[Task description]: For each line below, check for "BillingSettings"; give only the total of lines where it occurs.

Segment Start: The data

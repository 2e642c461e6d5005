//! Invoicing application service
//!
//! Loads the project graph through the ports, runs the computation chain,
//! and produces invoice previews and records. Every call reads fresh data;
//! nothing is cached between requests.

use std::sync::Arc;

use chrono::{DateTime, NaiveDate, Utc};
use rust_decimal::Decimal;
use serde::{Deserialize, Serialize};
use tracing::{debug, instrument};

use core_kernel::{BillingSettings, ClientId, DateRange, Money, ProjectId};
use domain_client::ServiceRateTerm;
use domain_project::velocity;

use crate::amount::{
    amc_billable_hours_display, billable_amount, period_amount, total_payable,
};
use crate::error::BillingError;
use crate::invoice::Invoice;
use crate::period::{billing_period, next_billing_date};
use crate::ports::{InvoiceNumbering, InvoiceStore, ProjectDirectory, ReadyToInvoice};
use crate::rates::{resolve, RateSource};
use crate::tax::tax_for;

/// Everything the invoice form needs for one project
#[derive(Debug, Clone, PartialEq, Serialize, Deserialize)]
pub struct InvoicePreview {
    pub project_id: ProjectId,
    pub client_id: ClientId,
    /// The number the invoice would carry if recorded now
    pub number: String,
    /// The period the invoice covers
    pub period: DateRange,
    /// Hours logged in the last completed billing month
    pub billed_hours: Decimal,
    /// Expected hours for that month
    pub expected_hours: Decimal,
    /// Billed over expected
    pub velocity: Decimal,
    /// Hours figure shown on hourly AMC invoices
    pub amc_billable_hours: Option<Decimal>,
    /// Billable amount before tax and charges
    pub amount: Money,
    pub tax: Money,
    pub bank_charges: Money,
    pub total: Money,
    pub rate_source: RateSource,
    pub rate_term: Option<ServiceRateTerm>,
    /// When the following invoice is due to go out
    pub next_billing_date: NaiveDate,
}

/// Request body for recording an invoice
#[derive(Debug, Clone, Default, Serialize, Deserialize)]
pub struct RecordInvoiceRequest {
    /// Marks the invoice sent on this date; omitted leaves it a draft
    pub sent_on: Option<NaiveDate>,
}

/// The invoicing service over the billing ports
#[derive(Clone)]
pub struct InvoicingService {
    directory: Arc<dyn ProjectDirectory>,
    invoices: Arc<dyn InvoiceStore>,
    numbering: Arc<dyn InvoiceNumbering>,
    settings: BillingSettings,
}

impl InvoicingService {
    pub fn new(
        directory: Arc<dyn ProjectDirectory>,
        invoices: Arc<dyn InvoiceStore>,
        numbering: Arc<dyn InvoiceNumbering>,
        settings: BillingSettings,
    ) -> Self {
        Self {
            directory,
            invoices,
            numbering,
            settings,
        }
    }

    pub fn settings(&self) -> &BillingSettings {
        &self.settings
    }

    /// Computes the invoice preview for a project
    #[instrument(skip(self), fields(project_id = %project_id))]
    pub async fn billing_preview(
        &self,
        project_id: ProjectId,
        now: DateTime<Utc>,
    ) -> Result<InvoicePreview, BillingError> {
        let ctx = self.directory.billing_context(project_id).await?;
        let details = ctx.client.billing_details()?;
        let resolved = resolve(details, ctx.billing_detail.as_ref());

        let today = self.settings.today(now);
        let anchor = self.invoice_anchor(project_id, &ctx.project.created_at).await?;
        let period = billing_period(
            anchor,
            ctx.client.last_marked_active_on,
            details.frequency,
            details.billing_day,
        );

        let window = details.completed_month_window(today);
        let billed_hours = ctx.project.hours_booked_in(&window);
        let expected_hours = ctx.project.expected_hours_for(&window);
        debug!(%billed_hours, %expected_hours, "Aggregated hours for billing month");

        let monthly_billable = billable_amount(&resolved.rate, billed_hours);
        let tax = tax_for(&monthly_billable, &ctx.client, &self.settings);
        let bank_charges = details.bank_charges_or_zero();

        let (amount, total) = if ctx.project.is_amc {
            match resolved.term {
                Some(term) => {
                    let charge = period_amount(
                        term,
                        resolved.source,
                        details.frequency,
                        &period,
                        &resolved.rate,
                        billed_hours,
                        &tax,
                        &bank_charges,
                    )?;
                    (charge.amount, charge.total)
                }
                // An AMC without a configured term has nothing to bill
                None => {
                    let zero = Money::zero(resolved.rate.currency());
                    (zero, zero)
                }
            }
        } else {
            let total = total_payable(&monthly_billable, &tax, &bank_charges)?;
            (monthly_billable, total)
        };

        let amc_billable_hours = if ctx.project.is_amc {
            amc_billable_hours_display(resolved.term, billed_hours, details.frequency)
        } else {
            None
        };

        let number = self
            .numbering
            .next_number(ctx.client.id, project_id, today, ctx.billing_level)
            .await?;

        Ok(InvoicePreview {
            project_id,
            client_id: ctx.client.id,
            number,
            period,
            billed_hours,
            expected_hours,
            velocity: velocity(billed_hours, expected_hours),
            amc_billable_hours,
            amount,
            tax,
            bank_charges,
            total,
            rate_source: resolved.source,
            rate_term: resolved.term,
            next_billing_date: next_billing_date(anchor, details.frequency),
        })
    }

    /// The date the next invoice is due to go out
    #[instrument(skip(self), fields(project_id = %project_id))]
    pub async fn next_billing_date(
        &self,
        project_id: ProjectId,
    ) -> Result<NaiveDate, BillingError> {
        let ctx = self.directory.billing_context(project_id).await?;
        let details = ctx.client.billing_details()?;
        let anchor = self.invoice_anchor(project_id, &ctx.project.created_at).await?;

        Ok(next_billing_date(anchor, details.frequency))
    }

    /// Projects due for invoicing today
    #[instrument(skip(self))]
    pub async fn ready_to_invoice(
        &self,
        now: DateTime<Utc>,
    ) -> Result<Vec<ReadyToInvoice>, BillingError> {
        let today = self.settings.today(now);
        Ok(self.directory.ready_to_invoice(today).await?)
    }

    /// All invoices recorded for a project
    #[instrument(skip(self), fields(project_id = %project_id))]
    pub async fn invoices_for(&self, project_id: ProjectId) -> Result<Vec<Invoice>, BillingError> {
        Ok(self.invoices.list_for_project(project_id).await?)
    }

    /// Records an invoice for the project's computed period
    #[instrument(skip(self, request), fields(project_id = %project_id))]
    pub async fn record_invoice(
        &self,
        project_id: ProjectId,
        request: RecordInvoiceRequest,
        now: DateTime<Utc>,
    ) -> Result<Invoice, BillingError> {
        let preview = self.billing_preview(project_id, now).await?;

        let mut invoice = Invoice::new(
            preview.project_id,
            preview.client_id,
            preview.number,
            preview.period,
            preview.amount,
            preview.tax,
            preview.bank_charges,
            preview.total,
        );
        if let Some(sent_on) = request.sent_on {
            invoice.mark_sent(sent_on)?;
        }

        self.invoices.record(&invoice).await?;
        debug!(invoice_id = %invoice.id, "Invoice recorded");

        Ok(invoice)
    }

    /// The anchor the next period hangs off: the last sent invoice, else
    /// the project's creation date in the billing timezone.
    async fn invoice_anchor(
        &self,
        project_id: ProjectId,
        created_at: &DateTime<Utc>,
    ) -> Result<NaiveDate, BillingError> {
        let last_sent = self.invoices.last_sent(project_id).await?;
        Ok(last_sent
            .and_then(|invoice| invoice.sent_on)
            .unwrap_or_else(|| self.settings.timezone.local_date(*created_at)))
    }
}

Segment End: The data
Segment Start: The data

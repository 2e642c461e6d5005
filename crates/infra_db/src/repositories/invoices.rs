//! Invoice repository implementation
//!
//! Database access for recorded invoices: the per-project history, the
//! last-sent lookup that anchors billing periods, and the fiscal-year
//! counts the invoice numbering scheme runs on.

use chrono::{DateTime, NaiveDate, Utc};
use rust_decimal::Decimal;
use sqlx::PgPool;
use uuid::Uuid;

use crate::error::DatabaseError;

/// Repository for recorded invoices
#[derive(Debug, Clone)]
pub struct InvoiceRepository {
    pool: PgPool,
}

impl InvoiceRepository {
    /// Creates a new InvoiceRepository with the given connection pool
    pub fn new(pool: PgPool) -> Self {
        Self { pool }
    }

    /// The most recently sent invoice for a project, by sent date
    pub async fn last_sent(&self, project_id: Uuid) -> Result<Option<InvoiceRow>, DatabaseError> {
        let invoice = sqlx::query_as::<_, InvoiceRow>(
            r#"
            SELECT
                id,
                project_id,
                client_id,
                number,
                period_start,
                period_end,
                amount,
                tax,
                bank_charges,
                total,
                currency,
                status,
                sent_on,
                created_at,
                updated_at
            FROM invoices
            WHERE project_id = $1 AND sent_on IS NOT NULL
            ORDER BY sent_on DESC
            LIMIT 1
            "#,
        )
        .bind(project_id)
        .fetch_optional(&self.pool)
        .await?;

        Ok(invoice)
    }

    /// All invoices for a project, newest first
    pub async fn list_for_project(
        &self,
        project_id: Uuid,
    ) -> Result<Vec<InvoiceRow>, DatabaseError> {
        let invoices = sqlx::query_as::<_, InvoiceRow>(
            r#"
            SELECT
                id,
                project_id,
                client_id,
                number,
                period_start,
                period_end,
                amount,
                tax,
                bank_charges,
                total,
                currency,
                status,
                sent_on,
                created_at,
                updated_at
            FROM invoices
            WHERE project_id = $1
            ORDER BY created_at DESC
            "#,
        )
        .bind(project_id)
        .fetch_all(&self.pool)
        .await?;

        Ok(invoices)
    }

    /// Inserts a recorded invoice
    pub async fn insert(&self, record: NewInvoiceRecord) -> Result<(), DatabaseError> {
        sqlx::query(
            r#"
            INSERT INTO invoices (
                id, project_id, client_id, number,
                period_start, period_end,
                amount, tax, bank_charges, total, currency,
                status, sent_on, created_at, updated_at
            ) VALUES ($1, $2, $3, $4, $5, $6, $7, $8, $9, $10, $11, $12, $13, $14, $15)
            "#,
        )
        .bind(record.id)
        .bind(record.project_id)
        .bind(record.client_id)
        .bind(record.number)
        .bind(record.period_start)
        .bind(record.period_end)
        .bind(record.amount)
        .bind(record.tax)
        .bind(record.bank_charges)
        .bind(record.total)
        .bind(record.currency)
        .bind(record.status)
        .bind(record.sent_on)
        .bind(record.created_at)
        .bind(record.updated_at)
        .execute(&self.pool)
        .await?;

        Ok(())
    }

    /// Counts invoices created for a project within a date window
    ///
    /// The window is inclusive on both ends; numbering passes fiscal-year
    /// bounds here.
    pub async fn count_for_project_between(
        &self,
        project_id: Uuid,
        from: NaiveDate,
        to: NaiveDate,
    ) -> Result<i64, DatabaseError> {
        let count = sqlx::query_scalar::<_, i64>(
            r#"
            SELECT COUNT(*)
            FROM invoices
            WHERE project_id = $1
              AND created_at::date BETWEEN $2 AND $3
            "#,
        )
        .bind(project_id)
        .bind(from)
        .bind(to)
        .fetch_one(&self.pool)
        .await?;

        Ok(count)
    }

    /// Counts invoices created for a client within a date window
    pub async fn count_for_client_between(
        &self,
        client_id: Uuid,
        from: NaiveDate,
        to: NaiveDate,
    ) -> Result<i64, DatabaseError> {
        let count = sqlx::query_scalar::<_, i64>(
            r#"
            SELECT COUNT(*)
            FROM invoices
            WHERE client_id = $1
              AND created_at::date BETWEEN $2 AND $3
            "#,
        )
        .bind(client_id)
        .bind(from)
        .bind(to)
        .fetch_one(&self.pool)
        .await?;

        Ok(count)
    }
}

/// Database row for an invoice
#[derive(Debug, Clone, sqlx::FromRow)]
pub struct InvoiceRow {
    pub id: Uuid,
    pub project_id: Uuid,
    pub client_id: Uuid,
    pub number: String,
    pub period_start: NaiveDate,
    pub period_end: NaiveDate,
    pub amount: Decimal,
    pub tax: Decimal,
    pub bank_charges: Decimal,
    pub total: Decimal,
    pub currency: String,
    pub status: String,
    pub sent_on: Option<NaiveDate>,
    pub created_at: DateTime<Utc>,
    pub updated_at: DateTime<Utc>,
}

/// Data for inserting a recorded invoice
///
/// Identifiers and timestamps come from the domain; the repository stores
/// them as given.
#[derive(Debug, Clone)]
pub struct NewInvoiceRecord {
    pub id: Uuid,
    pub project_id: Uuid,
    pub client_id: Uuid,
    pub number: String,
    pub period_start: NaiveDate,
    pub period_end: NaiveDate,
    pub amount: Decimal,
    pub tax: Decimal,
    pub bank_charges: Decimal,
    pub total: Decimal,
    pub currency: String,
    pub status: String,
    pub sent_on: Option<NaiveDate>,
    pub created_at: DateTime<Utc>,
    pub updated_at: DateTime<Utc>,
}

Segment End: The data

[Response to this task]: 4